## Exercise instructions:
The line with "Protocol. Independent of" marks where to begin. Please copy it and each line after it to the end of the records below, exactly.

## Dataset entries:

# # #

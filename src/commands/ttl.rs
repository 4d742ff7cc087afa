//! TTL commands (EXPIRE, PEXPIRE, TTL, PTTL, PERSIST)

use super::{parse_integer, Command, CommandContext, CommandError};
use crate::notify::EventClass;
use crate::protocol::RespValue;
use bytes::Bytes;
use std::time::{Duration, Instant};

/// Set a relative expiration of `millis` on `key`.
///
/// A non-positive amount deletes the key right away.
fn expire(
    ctx: &mut CommandContext<'_>,
    command: &'static str,
    key: &Bytes,
    millis: i64,
) -> Result<RespValue, CommandError> {
    if millis <= 0 {
        let deleted = ctx.db().delete(key);
        if deleted {
            ctx.notify(EventClass::Generic, "del", key);
        }
        return Ok(RespValue::from_bool(deleted));
    }

    let when = Instant::now()
        .checked_add(Duration::from_millis(millis as u64))
        .ok_or(CommandError::InvalidExpire(command))?;
    if ctx.db().set_expire(key, when) {
        ctx.notify(EventClass::Generic, "expire", key);
        Ok(RespValue::integer(1))
    } else {
        Ok(RespValue::integer(0))
    }
}

/// Remaining time to live of `key` in milliseconds; -2 when missing and -1
/// when it does not expire
fn ttl_millis(ctx: &mut CommandContext<'_>, key: &[u8]) -> i64 {
    let db = ctx.db();
    if !db.exists(key) {
        return -2;
    }
    match db.get_expire(key) {
        Some(when) => when.saturating_duration_since(Instant::now()).as_millis() as i64,
        None => -1,
    }
}

/// EXPIRE command - Set a timeout on a key
///
/// Syntax: EXPIRE key seconds
pub struct ExpireCommand;

impl Command for ExpireCommand {
    fn execute(&self, ctx: &mut CommandContext<'_>, args: &[Bytes]) -> Result<RespValue, CommandError> {
        let seconds = parse_integer(&args[1])?;
        let millis = seconds.checked_mul(1000).ok_or(CommandError::InvalidExpire("expire"))?;
        expire(ctx, "expire", &args[0], millis)
    }

    fn name(&self) -> &'static str {
        "EXPIRE"
    }

    fn min_args(&self) -> usize {
        2
    }

    fn max_args(&self) -> Option<usize> {
        Some(2)
    }
}

/// PEXPIRE command - Set a timeout on a key in milliseconds
///
/// Syntax: PEXPIRE key milliseconds
pub struct PExpireCommand;

impl Command for PExpireCommand {
    fn execute(&self, ctx: &mut CommandContext<'_>, args: &[Bytes]) -> Result<RespValue, CommandError> {
        let millis = parse_integer(&args[1])?;
        expire(ctx, "pexpire", &args[0], millis)
    }

    fn name(&self) -> &'static str {
        "PEXPIRE"
    }

    fn min_args(&self) -> usize {
        2
    }

    fn max_args(&self) -> Option<usize> {
        Some(2)
    }
}

/// TTL command - Get the time to live for a key in seconds
///
/// Syntax: TTL key
pub struct TtlCommand;

impl Command for TtlCommand {
    fn execute(&self, ctx: &mut CommandContext<'_>, args: &[Bytes]) -> Result<RespValue, CommandError> {
        let millis = ttl_millis(ctx, &args[0]);
        let seconds = if millis < 0 { millis } else { (millis + 500) / 1000 };
        Ok(RespValue::integer(seconds))
    }

    fn name(&self) -> &'static str {
        "TTL"
    }

    fn min_args(&self) -> usize {
        1
    }

    fn max_args(&self) -> Option<usize> {
        Some(1)
    }
}

/// PTTL command - Get the time to live for a key in milliseconds
///
/// Syntax: PTTL key
pub struct PTtlCommand;

impl Command for PTtlCommand {
    fn execute(&self, ctx: &mut CommandContext<'_>, args: &[Bytes]) -> Result<RespValue, CommandError> {
        Ok(RespValue::integer(ttl_millis(ctx, &args[0])))
    }

    fn name(&self) -> &'static str {
        "PTTL"
    }

    fn min_args(&self) -> usize {
        1
    }

    fn max_args(&self) -> Option<usize> {
        Some(1)
    }
}

/// PERSIST command - Remove the expiration from a key
///
/// Syntax: PERSIST key
pub struct PersistCommand;

impl Command for PersistCommand {
    fn execute(&self, ctx: &mut CommandContext<'_>, args: &[Bytes]) -> Result<RespValue, CommandError> {
        let key = &args[0];
        let removed = ctx.db().remove_expire(key);
        if removed {
            ctx.notify(EventClass::Generic, "persist", key);
        }
        Ok(RespValue::from_bool(removed))
    }

    fn name(&self) -> &'static str {
        "PERSIST"
    }

    fn min_args(&self) -> usize {
        1
    }

    fn max_args(&self) -> Option<usize> {
        Some(1)
    }
}
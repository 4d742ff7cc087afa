//! RESP2 protocol implementation
//!
//! Parsing and encoding of the Redis Serialization Protocol. Independent of
//! the store and of command handling.

mod resp;
mod types;

pub use resp::{RespEncoder, RespParser, MAX_ARRAY_LEN, MAX_BULK_LEN};
pub use types::{RespError, RespValue};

# # #

## Final answer:
//! Parsing and encoding of the Redis Serialization Protocol. Independent of
//! the store and of command handling.

mod resp;
mod types;

pub use resp::{RespEncoder, RespParser, MAX_ARRAY_LEN, MAX_BULK_LEN};
pub use types::{RespError, RespValue};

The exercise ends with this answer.